EXERCISE: Each record below is to be output with no change at all.

[Dataset entries]

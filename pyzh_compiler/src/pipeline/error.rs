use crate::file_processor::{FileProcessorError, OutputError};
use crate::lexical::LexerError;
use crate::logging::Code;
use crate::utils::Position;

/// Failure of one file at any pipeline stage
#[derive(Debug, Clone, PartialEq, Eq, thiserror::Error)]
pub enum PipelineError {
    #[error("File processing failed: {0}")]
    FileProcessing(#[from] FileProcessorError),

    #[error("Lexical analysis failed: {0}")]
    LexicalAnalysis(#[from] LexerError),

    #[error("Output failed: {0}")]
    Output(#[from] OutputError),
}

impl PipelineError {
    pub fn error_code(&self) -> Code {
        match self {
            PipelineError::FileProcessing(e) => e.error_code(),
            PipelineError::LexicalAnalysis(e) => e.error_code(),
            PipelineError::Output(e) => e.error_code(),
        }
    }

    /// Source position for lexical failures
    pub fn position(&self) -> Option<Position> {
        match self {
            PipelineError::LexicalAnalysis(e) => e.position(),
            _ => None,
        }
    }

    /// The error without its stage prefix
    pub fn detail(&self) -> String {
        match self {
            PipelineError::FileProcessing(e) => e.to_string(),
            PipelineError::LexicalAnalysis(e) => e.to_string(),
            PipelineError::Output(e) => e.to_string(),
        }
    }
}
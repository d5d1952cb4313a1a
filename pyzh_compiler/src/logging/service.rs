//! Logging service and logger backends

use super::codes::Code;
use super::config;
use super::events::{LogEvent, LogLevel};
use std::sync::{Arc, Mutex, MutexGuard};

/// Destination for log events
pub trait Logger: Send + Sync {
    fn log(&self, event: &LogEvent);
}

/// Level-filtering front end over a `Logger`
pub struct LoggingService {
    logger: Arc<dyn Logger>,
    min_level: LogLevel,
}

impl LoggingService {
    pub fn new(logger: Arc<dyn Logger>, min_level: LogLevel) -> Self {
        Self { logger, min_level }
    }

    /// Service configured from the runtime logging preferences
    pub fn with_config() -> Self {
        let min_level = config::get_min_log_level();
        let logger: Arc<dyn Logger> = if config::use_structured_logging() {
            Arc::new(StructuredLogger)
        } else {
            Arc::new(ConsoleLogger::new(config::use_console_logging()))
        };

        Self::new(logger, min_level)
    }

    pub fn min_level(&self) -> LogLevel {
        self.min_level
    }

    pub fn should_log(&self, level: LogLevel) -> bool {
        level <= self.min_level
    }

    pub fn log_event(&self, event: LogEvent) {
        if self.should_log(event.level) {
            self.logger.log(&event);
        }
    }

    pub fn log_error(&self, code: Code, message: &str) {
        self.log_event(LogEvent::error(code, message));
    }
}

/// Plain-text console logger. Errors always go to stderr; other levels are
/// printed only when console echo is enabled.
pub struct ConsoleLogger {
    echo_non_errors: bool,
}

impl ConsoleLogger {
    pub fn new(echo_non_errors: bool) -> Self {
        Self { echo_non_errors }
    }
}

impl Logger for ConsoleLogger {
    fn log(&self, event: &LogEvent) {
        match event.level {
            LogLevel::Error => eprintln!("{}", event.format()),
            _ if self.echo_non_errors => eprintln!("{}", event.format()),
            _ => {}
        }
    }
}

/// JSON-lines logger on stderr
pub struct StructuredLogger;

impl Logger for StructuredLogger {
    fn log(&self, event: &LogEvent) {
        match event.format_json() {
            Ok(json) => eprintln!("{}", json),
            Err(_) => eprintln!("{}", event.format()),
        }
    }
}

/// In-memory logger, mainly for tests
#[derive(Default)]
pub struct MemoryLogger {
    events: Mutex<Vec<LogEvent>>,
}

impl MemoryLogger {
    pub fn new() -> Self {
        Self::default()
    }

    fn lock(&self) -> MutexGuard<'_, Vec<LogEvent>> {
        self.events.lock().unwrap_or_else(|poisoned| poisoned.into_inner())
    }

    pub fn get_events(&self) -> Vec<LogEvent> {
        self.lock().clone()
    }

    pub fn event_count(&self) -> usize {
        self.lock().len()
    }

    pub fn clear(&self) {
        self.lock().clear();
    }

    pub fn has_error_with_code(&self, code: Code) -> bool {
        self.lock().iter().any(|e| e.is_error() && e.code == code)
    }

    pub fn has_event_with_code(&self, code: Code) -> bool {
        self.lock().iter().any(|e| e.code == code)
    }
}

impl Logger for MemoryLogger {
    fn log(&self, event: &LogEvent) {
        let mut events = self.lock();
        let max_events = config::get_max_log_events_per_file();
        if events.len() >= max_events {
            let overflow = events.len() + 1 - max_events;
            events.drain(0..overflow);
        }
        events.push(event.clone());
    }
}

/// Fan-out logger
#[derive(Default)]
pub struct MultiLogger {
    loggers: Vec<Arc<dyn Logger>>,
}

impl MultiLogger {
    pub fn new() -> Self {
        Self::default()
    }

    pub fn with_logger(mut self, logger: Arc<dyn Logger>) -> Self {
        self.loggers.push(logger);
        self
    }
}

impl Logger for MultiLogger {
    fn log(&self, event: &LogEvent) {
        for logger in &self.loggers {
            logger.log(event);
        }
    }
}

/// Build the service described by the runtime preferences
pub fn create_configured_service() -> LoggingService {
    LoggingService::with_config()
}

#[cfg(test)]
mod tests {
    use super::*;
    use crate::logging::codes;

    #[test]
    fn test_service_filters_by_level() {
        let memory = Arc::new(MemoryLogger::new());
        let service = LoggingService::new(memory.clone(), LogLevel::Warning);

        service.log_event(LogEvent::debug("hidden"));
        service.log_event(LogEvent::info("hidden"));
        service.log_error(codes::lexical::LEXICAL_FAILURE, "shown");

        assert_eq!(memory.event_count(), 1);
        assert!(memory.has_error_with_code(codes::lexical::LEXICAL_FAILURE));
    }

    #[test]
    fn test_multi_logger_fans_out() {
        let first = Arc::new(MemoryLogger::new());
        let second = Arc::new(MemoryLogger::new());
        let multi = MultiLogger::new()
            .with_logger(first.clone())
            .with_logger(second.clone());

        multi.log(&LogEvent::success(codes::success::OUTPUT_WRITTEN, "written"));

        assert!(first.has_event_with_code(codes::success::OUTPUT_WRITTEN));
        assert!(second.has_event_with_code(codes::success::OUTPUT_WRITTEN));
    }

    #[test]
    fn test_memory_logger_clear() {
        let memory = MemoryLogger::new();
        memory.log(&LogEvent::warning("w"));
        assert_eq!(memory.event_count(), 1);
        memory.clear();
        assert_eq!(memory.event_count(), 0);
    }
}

TASK RESULT:
filename pyzh_compiler/src/pipeline/error.rs
use crate::file_processor::{FileProcessorError, OutputError};
use crate::lexical::LexerError;
use crate::logging::Code;
use crate::utils::Position;

/// Failure of one file at any pipeline stage
#[derive(Debug, Clone, PartialEq, Eq, thiserror::Error)]
pub enum PipelineError {
    #[error("File processing failed: {0}")]
    FileProcessing(#[from] FileProcessorError),

    #[error("Lexical analysis failed: {0}")]
    LexicalAnalysis(#[from] LexerError),

    #[error("Output failed: {0}")]
    Output(#[from] OutputError),
}

impl PipelineError {
    pub fn error_code(&self) -> Code {
        match self {
            PipelineError::FileProcessing(e) => e.error_code(),
            PipelineError::LexicalAnalysis(e) => e.error_code(),
            PipelineError::Output(e) => e.error_code(),
        }
    }

    /// Source position for lexical failures
    pub fn position(&self) -> Option<Position> {
        match self {
            PipelineError::LexicalAnalysis(e) => e.position(),
            _ => None,
        }
    }

    /// The error without its stage prefix
    pub fn detail(&self) -> String {
        match self {
            PipelineError::FileProcessing(e) => e.to_string(),
            PipelineError::LexicalAnalysis(e) => e.to_string(),
            PipelineError::Output(e) => e.to_string(),
        }
    }
}
repository d5d1952cb4313a1a
filename pyzh_compiler/src/logging/service.rs
//! Logging service and logger backends

use super::codes::Code;
use super::config;
use super::events::{LogEvent, LogLevel};
use std::sync::{Arc, Mutex, MutexGuard};

/// Destination for log events
pub trait Logger: Send + Sync {
    fn log(&self, event: &LogEvent);
}

/// Level-filtering front end over a `Logger`
pub struct LoggingService {
    logger: Arc<dyn Logger>,
    min_level: LogLevel,
}

impl LoggingService {
    pub fn new(logger: Arc<dyn Logger>, min_level: LogLevel) -> Self {
        Self { logger, min_level }
    }

    /// Service configured from the runtime logging preferences
    pub fn with_config() -> Self {
        let min_level = config::get_min_log_level();
        let logger: Arc<dyn Logger> = if config::use_structured_logging() {
            Arc::new(StructuredLogger)
        } else {
            Arc::new(ConsoleLogger::new(config::use_console_logging()))
        };

        Self::new(logger, min_level)
    }

    pub fn min_level(&self) -> LogLevel {
        self.min_level
    }

    pub fn should_log(&self, level: LogLevel) -> bool {
        level <= self.min_level
    }

    pub fn log_event(&self, event: LogEvent) {
        if self.should_log(event.level) {
            self.logger.log(&event);
        }
    }

    pub fn log_error(&self, code: Code, message: &str) {
        self.log_event(LogEvent::error(code, message));
    }
}

/// Plain-text console logger. Errors always go to stderr; other levels are
/// printed only when console echo is enabled.
pub struct ConsoleLogger {
    echo_non_errors: bool,
}

impl ConsoleLogger {
    pub fn new(echo_non_errors: bool) -> Self {
        Self { echo_non_errors }
    }
}

impl Logger for ConsoleLogger {
    fn log(&self, event: &LogEvent) {
        match event.level {
            LogLevel::Error => eprintln!("{}", event.format()),
            _ if self.echo_non_errors => eprintln!("{}", event.format()),
            _ => {}
        }
    }
}

/// JSON-lines logger on stderr
pub struct StructuredLogger;

impl Logger for StructuredLogger {
    fn log(&self, event: &LogEvent) {
        match event.format_json() {
            Ok(json) => eprintln!("{}", json),
            Err(_) => eprintln!("{}", event.format()),
        }
    }
}

/// In-memory logger, mainly for tests
#[derive(Default)]
pub struct MemoryLogger {
    events: Mutex<Vec<LogEvent>>,
}

impl MemoryLogger {
    pub fn new() -> Self {
        Self::default()
    }

    fn lock(&self) -> MutexGuard<'_, Vec<LogEvent>> {
        self.events.lock().unwrap_or_else(|poisoned| poisoned.into_inner())
    }

    pub fn get_events(&self) -> Vec<LogEvent> {
        self.lock().clone()
    }

    pub fn event_count(&self) -> usize {
        self.lock().len()
    }

    pub fn clear(&self) {
        self.lock().clear();
    }

    pub fn has_error_with_code(&self, code: Code) -> bool {
        self.lock().iter().any(|e| e.is_error() && e.code == code)
    }

    pub fn has_event_with_code(&self, code: Code) -> bool {
        self.lock().iter().any(|e| e.code == code)
    }
}

impl Logger for MemoryLogger {
    fn log(&self, event: &LogEvent) {
        let mut events = self.lock();
        let max_events = config::get_max_log_events_per_file();
        if events.len() >= max_events {
            let overflow = events.len() + 1 - max_events;
            events.drain(0..overflow);
        }
        events.push(event.clone());
    }
}

/// Fan-out logger
#[derive(Default)]
pub struct MultiLogger {
    loggers: Vec<Arc<dyn Logger>>,
}

impl MultiLogger {
    pub fn new() -> Self {
        Self::default()
    }

    pub fn with_logger(mut self, logger: Arc<dyn Logger>) -> Self {
        self.loggers.push(logger);
        self
    }
}

impl Logger for MultiLogger {
    fn log(&self, event: &LogEvent) {
        for logger in &self.loggers {
            logger.log(event);
        }
    }
}

/// Build the service described by the runtime preferences
pub fn create_configured_service() -> LoggingService {
    LoggingService::with_config()
}

#[cfg(test)]
mod tests {
    use super::*;
    use crate::logging::codes;

    #[test]
    fn test_service_filters_by_level() {
        let memory = Arc::new(MemoryLogger::new());
        let service = LoggingService::new(memory.clone(), LogLevel::Warning);

        service.log_event(LogEvent::debug("hidden"));
        service.log_event(LogEvent::info("hidden"));
        service.log_error(codes::lexical::LEXICAL_FAILURE, "shown");

        assert_eq!(memory.event_count(), 1);
        assert!(memory.has_error_with_code(codes::lexical::LEXICAL_FAILURE));
    }

    #[test]
    fn test_multi_logger_fans_out() {
        let first = Arc::new(MemoryLogger::new());
        let second = Arc::new(MemoryLogger::new());
        let multi = MultiLogger::new()
            .with_logger(first.clone())
            .with_logger(second.clone());

        multi.log(&LogEvent::success(codes::success::OUTPUT_WRITTEN, "written"));

        assert!(first.has_event_with_code(codes::success::OUTPUT_WRITTEN));
        assert!(second.has_event_with_code(codes::success::OUTPUT_WRITTEN));
    }

    #[test]
    fn test_memory_logger_clear() {
        let memory = MemoryLogger::new();
        memory.log(&LogEvent::warning("w"));
        assert_eq!(memory.event_count(), 1);
        memory.clear();
        assert_eq!(memory.event_count(), 0);
    }
}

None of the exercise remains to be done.